» YOUR ASSIGNMENT
Check each line of the entries below for the string "transport"; copy every line where it appears.

» RECORDS FOR THIS TASK
☆ ☆ ☆ ☆ ☆ ☆ ☆

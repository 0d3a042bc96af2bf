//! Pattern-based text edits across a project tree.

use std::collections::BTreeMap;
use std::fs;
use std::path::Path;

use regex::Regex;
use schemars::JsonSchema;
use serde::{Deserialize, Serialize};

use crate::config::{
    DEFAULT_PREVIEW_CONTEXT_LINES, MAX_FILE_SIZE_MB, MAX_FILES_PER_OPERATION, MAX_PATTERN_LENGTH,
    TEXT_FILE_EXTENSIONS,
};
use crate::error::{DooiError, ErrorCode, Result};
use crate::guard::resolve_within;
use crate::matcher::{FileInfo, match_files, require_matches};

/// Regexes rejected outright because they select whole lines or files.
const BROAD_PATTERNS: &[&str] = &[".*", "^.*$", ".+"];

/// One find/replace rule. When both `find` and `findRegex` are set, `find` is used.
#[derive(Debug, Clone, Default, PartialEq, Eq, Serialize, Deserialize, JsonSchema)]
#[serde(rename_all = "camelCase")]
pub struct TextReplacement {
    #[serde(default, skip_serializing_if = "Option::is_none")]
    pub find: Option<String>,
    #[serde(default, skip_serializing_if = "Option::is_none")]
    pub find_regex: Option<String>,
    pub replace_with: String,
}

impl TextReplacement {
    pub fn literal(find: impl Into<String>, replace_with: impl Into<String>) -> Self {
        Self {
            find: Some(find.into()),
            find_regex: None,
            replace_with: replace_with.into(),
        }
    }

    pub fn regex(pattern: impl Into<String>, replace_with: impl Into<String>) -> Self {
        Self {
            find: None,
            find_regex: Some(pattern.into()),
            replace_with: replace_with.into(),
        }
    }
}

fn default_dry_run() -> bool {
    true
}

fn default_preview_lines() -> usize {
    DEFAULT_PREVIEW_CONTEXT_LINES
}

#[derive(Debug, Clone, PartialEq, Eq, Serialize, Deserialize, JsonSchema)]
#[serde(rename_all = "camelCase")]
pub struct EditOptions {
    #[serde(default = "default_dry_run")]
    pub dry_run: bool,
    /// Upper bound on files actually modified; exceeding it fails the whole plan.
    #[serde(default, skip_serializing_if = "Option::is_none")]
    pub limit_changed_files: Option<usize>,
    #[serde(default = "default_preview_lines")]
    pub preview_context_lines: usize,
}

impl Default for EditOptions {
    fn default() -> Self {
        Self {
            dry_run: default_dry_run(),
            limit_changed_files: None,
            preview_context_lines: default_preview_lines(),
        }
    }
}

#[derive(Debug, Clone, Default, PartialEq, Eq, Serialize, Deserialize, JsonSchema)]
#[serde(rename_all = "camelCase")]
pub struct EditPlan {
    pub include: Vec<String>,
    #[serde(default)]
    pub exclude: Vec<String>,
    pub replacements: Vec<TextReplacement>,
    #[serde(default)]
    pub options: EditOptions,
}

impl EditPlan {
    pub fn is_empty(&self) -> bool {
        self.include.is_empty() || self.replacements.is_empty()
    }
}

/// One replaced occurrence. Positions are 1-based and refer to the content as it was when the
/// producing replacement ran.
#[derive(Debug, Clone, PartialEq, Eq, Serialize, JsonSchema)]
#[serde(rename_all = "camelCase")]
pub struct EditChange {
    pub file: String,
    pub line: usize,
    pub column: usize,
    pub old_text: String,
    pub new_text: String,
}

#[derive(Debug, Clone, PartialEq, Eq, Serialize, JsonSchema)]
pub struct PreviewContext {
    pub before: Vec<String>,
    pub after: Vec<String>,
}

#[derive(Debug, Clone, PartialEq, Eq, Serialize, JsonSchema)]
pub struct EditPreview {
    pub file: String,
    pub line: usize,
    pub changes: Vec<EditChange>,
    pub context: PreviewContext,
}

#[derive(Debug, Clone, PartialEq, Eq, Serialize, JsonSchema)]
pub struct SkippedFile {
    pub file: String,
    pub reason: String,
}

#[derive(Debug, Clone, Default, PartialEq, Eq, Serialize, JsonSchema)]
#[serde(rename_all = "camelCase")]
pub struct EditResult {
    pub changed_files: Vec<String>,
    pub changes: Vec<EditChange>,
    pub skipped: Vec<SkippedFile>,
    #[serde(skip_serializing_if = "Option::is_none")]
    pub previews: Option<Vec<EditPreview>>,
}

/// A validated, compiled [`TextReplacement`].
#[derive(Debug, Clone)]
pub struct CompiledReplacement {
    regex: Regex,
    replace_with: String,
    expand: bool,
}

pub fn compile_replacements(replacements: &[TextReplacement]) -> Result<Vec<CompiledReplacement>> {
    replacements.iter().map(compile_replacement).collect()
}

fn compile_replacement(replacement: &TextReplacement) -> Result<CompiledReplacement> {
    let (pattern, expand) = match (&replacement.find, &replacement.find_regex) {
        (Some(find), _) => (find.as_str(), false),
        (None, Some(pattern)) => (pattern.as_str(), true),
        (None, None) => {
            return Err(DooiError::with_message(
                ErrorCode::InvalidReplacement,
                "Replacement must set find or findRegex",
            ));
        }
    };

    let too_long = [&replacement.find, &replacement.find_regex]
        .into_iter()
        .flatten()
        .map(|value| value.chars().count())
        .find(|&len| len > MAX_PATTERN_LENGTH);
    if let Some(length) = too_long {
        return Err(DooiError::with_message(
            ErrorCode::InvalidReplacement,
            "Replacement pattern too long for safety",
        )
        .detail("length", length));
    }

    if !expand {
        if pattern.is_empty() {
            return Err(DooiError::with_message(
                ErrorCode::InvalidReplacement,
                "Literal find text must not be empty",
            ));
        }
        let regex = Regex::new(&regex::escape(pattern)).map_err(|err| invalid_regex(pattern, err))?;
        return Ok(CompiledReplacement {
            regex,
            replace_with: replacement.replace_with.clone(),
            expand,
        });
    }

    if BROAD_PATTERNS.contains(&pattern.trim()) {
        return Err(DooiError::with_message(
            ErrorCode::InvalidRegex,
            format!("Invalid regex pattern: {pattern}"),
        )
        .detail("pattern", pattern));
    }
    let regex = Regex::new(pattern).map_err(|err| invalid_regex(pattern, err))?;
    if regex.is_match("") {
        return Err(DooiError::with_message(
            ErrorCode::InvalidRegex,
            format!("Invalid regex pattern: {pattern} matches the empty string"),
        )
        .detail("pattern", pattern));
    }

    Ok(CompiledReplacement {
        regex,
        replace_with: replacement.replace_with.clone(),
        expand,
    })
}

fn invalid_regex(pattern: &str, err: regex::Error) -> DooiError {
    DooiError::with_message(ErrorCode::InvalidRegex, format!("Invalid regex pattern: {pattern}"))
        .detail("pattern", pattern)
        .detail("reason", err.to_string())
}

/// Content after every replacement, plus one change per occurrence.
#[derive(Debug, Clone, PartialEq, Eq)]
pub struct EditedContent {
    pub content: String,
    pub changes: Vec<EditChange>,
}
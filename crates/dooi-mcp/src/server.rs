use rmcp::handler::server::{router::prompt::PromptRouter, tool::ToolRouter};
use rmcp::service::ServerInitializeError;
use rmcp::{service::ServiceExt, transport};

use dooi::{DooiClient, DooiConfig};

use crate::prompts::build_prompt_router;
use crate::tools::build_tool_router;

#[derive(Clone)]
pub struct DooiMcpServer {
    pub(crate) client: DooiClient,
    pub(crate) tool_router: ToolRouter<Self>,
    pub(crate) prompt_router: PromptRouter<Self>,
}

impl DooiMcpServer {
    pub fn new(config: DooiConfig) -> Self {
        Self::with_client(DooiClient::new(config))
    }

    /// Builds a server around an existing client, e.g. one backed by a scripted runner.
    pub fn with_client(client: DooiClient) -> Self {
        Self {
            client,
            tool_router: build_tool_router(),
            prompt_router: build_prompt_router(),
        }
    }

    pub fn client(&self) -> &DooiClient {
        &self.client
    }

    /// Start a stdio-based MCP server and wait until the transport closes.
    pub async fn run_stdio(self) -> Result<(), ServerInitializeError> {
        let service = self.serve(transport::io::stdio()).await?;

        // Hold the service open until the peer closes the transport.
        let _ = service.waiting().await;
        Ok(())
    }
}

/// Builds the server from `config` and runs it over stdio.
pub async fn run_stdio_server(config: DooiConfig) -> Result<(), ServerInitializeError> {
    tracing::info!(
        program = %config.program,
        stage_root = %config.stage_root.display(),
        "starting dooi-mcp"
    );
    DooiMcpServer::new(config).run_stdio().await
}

☆ ☆ ☆ ☆ ☆ ☆ ☆

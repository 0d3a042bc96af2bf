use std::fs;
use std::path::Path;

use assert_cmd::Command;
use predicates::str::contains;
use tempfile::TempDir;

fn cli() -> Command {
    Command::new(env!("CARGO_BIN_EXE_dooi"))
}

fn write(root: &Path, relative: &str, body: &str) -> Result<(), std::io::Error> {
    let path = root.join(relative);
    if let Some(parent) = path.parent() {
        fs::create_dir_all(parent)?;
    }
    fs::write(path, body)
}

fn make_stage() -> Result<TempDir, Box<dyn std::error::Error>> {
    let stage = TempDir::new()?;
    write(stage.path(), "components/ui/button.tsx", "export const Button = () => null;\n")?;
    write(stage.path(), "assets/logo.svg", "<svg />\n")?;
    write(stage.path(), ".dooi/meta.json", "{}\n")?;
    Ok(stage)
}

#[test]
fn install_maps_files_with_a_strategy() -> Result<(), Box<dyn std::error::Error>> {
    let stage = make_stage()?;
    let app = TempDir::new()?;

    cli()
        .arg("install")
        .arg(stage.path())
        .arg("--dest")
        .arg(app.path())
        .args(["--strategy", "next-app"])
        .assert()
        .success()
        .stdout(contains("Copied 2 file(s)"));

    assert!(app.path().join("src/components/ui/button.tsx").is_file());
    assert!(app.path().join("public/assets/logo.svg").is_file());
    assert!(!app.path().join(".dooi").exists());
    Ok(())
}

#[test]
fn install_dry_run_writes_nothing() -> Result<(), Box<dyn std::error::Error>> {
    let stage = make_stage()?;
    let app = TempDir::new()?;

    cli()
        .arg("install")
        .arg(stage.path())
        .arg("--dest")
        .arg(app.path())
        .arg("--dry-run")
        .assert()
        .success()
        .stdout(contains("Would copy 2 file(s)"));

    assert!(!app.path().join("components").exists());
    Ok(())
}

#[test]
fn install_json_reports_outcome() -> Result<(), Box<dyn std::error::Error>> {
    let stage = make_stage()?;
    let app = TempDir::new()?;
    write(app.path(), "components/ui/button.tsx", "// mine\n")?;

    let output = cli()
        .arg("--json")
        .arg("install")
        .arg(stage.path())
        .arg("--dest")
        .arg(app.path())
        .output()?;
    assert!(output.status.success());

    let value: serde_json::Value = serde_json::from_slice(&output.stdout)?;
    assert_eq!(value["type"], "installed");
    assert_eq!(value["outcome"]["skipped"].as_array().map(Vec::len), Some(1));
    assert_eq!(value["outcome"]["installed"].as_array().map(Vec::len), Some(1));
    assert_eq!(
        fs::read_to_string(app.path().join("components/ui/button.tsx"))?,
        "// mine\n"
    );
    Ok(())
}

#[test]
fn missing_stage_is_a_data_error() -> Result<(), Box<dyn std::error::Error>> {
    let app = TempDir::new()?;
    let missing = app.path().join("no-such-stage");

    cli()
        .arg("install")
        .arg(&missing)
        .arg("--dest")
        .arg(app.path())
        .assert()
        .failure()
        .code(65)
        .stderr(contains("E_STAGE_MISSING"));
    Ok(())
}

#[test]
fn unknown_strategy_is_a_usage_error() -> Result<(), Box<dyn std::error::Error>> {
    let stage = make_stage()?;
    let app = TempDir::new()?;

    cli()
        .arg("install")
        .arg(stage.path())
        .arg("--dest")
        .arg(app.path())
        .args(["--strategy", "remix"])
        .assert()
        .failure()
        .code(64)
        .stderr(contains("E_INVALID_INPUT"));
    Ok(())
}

☆ ☆ ☆ ☆ ☆ ☆ ☆

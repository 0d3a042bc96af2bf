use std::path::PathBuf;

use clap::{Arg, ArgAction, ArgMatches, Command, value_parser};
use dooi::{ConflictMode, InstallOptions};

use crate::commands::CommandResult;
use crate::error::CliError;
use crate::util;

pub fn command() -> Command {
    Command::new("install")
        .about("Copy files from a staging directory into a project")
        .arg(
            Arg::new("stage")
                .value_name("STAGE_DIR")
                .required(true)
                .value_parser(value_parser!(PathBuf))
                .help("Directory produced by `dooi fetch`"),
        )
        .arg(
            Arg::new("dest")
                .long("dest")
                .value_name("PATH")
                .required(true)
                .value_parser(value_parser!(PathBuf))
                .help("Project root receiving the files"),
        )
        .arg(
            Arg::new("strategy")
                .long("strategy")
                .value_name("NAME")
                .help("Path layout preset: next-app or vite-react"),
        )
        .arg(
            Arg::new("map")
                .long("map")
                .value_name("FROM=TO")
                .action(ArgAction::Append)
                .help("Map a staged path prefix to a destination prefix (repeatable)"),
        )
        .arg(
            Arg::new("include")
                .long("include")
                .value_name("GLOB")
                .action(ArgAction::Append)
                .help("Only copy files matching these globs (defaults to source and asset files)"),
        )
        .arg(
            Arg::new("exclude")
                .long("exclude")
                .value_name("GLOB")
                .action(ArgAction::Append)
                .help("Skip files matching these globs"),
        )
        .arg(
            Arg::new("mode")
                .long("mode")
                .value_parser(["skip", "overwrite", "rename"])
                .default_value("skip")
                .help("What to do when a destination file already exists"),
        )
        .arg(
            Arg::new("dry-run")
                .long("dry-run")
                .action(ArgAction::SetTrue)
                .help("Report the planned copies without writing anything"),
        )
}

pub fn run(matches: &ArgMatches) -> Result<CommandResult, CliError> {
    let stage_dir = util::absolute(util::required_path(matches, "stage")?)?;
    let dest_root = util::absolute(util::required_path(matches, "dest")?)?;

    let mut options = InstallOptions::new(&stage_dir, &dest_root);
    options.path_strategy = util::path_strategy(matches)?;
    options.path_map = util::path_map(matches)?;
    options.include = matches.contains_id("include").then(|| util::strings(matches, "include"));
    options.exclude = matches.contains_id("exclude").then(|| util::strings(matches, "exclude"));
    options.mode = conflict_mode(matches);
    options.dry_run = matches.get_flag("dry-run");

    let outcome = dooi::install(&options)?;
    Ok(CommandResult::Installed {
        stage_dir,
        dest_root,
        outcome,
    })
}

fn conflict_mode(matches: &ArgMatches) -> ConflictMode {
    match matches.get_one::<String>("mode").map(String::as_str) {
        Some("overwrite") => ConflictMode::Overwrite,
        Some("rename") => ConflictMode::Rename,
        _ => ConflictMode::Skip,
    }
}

☆ ☆ ☆ ☆ ☆ ☆ ☆

» SOLUTION BELOW
use rmcp::{service::ServiceExt, transport};
    /// Start a stdio-based MCP server and wait until the transport closes.
        let service = self.serve(transport::io::stdio()).await?;
        // Hold the service open until the peer closes the transport.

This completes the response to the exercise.